■ What is required
Type out all the records once more, exactly.

---------- Exercise data ----------

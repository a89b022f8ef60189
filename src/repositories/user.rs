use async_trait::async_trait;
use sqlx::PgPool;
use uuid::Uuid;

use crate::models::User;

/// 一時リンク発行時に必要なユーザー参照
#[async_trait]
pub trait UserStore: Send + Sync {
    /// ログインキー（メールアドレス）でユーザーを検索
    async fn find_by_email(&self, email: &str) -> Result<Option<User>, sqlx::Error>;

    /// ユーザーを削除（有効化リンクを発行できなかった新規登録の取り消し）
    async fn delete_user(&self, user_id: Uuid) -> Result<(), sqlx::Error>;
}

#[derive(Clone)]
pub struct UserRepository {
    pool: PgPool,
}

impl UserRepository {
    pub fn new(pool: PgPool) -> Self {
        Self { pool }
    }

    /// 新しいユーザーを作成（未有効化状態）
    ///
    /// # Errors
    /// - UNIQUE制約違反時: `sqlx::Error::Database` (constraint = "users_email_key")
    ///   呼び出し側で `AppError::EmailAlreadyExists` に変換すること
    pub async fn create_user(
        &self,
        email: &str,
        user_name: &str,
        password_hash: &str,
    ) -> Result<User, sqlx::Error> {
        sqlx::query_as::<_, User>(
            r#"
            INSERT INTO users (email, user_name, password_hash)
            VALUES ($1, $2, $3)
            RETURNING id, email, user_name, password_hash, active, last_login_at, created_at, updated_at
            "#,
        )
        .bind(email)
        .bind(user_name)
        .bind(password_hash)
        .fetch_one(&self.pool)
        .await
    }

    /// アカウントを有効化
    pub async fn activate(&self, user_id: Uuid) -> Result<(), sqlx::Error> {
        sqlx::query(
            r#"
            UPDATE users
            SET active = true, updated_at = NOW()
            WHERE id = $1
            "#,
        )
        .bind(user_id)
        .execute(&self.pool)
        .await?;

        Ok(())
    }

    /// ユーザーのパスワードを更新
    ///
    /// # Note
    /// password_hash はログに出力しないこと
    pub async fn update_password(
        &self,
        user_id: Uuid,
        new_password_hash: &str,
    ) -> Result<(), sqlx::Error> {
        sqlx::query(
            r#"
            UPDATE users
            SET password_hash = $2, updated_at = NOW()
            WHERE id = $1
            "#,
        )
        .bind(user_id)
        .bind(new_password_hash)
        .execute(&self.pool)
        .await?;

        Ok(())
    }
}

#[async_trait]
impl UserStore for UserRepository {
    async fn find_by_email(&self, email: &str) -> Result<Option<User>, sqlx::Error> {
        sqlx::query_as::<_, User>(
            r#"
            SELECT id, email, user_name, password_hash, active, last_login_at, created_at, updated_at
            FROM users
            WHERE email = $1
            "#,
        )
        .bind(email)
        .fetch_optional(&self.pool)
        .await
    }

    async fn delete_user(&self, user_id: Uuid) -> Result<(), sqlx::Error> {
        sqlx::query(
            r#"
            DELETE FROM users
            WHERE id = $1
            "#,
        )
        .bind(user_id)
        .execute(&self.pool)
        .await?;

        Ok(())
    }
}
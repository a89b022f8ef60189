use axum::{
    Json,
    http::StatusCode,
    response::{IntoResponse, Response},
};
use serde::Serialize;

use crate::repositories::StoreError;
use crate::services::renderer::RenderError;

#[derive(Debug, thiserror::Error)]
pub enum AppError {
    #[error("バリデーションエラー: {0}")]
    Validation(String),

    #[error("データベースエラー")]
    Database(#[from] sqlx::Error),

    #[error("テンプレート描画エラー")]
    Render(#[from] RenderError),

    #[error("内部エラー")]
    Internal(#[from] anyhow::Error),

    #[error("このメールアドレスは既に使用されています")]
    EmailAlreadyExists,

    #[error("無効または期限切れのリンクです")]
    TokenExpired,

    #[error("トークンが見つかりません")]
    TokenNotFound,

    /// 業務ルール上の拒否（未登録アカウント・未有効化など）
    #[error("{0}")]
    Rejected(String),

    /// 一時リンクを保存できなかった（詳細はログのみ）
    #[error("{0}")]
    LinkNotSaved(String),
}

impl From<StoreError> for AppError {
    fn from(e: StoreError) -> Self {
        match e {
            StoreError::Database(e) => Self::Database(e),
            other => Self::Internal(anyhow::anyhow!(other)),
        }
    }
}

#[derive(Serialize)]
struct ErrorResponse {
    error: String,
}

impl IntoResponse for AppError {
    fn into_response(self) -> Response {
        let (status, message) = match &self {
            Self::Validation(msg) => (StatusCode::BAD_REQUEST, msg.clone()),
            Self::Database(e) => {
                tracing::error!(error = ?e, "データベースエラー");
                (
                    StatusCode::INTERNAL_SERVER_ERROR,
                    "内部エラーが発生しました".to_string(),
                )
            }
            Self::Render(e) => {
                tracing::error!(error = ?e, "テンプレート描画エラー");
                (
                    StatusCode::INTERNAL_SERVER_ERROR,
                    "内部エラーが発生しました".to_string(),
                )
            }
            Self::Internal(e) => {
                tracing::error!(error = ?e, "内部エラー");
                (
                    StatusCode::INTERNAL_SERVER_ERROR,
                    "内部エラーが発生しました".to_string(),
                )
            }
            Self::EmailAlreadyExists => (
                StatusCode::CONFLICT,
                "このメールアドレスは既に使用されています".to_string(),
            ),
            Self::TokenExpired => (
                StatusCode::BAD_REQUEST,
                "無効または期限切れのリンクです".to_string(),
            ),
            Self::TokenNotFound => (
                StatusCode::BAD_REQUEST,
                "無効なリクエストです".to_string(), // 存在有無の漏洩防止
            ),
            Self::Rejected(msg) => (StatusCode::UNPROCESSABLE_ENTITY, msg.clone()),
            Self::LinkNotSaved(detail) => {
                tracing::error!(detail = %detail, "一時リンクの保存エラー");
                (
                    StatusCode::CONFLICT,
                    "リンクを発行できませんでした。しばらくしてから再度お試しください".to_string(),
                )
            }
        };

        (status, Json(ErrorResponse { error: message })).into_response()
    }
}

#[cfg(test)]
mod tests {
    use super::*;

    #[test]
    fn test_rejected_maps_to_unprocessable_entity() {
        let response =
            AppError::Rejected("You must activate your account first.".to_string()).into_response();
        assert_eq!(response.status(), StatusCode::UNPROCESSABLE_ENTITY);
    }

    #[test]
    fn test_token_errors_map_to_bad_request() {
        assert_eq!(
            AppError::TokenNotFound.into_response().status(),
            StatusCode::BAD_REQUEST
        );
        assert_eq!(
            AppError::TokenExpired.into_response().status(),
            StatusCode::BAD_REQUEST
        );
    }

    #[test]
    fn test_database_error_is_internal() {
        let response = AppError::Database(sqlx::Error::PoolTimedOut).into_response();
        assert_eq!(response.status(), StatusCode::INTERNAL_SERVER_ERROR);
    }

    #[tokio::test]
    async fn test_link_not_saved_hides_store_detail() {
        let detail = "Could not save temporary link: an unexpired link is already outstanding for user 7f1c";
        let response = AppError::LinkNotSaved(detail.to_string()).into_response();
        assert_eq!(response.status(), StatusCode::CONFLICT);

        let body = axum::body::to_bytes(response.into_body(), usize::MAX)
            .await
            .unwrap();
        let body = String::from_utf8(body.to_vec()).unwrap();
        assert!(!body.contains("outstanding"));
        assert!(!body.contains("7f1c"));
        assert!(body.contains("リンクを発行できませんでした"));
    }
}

----------

■ Expected output
repository a89b022f8ef60189
filename src/repositories/user.rs
use async_trait::async_trait;
use sqlx::PgPool;
use uuid::Uuid;

use crate::models::User;

/// 一時リンク発行時に必要なユーザー参照
#[async_trait]
pub trait UserStore: Send + Sync {
    /// ログインキー（メールアドレス）でユーザーを検索
    async fn find_by_email(&self, email: &str) -> Result<Option<User>, sqlx::Error>;

    /// ユーザーを削除（有効化リンクを発行できなかった新規登録の取り消し）
    async fn delete_user(&self, user_id: Uuid) -> Result<(), sqlx::Error>;
}

#[derive(Clone)]
pub struct UserRepository {
    pool: PgPool,
}

impl UserRepository {
    pub fn new(pool: PgPool) -> Self {
        Self { pool }
    }

    /// 新しいユーザーを作成（未有効化状態）
    ///
    /// # Errors
    /// - UNIQUE制約違反時: `sqlx::Error::Database` (constraint = "users_email_key")
    ///   呼び出し側で `AppError::EmailAlreadyExists` に変換すること
    pub async fn create_user(
        &self,
        email: &str,
        user_name: &str,
        password_hash: &str,
    ) -> Result<User, sqlx::Error> {
        sqlx::query_as::<_, User>(
            r#"
            INSERT INTO users (email, user_name, password_hash)
            VALUES ($1, $2, $3)
            RETURNING id, email, user_name, password_hash, active, last_login_at, created_at, updated_at
            "#,
        )
        .bind(email)
        .bind(user_name)
        .bind(password_hash)
        .fetch_one(&self.pool)
        .await
    }

    /// アカウントを有効化
    pub async fn activate(&self, user_id: Uuid) -> Result<(), sqlx::Error> {
        sqlx::query(
            r#"
            UPDATE users
            SET active = true, updated_at = NOW()
            WHERE id = $1
            "#,
        )
        .bind(user_id)
        .execute(&self.pool)
        .await?;

        Ok(())
    }

    /// ユーザーのパスワードを更新
    ///
    /// # Note
    /// password_hash はログに出力しないこと
    pub async fn update_password(
        &self,
        user_id: Uuid,
        new_password_hash: &str,
    ) -> Result<(), sqlx::Error> {
        sqlx::query(
            r#"
            UPDATE users
            SET password_hash = $2, updated_at = NOW()
            WHERE id = $1
            "#,
        )
        .bind(user_id)
        .bind(new_password_hash)
        .execute(&self.pool)
        .await?;

        Ok(())
    }
}

#[async_trait]
impl UserStore for UserRepository {
    async fn find_by_email(&self, email: &str) -> Result<Option<User>, sqlx::Error> {
        sqlx::query_as::<_, User>(
            r#"
            SELECT id, email, user_name, password_hash, active, last_login_at, created_at, updated_at
            FROM users
            WHERE email = $1
            "#,
        )
        .bind(email)
        .fetch_optional(&self.pool)
        .await
    }

    async fn delete_user(&self, user_id: Uuid) -> Result<(), sqlx::Error> {
        sqlx::query(
            r#"
            DELETE FROM users
            WHERE id = $1
            "#,
        )
        .bind(user_id)
        .execute(&self.pool)
        .await?;

        Ok(())
    }
}
repository a89b022f8ef60189
use axum::{
    Json,
    http::StatusCode,
    response::{IntoResponse, Response},
};
use serde::Serialize;

use crate::repositories::StoreError;
use crate::services::renderer::RenderError;

#[derive(Debug, thiserror::Error)]
pub enum AppError {
    #[error("バリデーションエラー: {0}")]
    Validation(String),

    #[error("データベースエラー")]
    Database(#[from] sqlx::Error),

    #[error("テンプレート描画エラー")]
    Render(#[from] RenderError),

    #[error("内部エラー")]
    Internal(#[from] anyhow::Error),

    #[error("このメールアドレスは既に使用されています")]
    EmailAlreadyExists,

    #[error("無効または期限切れのリンクです")]
    TokenExpired,

    #[error("トークンが見つかりません")]
    TokenNotFound,

    /// 業務ルール上の拒否（未登録アカウント・未有効化など）
    #[error("{0}")]
    Rejected(String),

    /// 一時リンクを保存できなかった（詳細はログのみ）
    #[error("{0}")]
    LinkNotSaved(String),
}

impl From<StoreError> for AppError {
    fn from(e: StoreError) -> Self {
        match e {
            StoreError::Database(e) => Self::Database(e),
            other => Self::Internal(anyhow::anyhow!(other)),
        }
    }
}

#[derive(Serialize)]
struct ErrorResponse {
    error: String,
}

impl IntoResponse for AppError {
    fn into_response(self) -> Response {
        let (status, message) = match &self {
            Self::Validation(msg) => (StatusCode::BAD_REQUEST, msg.clone()),
            Self::Database(e) => {
                tracing::error!(error = ?e, "データベースエラー");
                (
                    StatusCode::INTERNAL_SERVER_ERROR,
                    "内部エラーが発生しました".to_string(),
                )
            }
            Self::Render(e) => {
                tracing::error!(error = ?e, "テンプレート描画エラー");
                (
                    StatusCode::INTERNAL_SERVER_ERROR,
                    "内部エラーが発生しました".to_string(),
                )
            }
            Self::Internal(e) => {
                tracing::error!(error = ?e, "内部エラー");
                (
                    StatusCode::INTERNAL_SERVER_ERROR,
                    "内部エラーが発生しました".to_string(),
                )
            }
            Self::EmailAlreadyExists => (
                StatusCode::CONFLICT,
                "このメールアドレスは既に使用されています".to_string(),
            ),
            Self::TokenExpired => (
                StatusCode::BAD_REQUEST,
                "無効または期限切れのリンクです".to_string(),
            ),
            Self::TokenNotFound => (
                StatusCode::BAD_REQUEST,
                "無効なリクエストです".to_string(), // 存在有無の漏洩防止
            ),
            Self::Rejected(msg) => (StatusCode::UNPROCESSABLE_ENTITY, msg.clone()),
            Self::LinkNotSaved(detail) => {
                tracing::error!(detail = %detail, "一時リンクの保存エラー");
                (
                    StatusCode::CONFLICT,
                    "リンクを発行できませんでした。しばらくしてから再度お試しください".to_string(),
                )
            }
        };

        (status, Json(ErrorResponse { error: message })).into_response()
    }
}

#[cfg(test)]
mod tests {
    use super::*;

    #[test]
    fn test_rejected_maps_to_unprocessable_entity() {
        let response =
            AppError::Rejected("You must activate your account first.".to_string()).into_response();
        assert_eq!(response.status(), StatusCode::UNPROCESSABLE_ENTITY);
    }

    #[test]
    fn test_token_errors_map_to_bad_request() {
        assert_eq!(
            AppError::TokenNotFound.into_response().status(),
            StatusCode::BAD_REQUEST
        );
        assert_eq!(
            AppError::TokenExpired.into_response().status(),
            StatusCode::BAD_REQUEST
        );
    }

    #[test]
    fn test_database_error_is_internal() {
        let response = AppError::Database(sqlx::Error::PoolTimedOut).into_response();
        assert_eq!(response.status(), StatusCode::INTERNAL_SERVER_ERROR);
    }

    #[tokio::test]
    async fn test_link_not_saved_hides_store_detail() {
        let detail = "Could not save temporary link: an unexpired link is already outstanding for user 7f1c";
        let response = AppError::LinkNotSaved(detail.to_string()).into_response();
        assert_eq!(response.status(), StatusCode::CONFLICT);

        let body = axum::body::to_bytes(response.into_body(), usize::MAX)
            .await
            .unwrap();
        let body = String::from_utf8(body.to_vec()).unwrap();
        assert!(!body.contains("outstanding"));
        assert!(!body.contains("7f1c"));
        assert!(body.contains("リンクを発行できませんでした"));
    }
}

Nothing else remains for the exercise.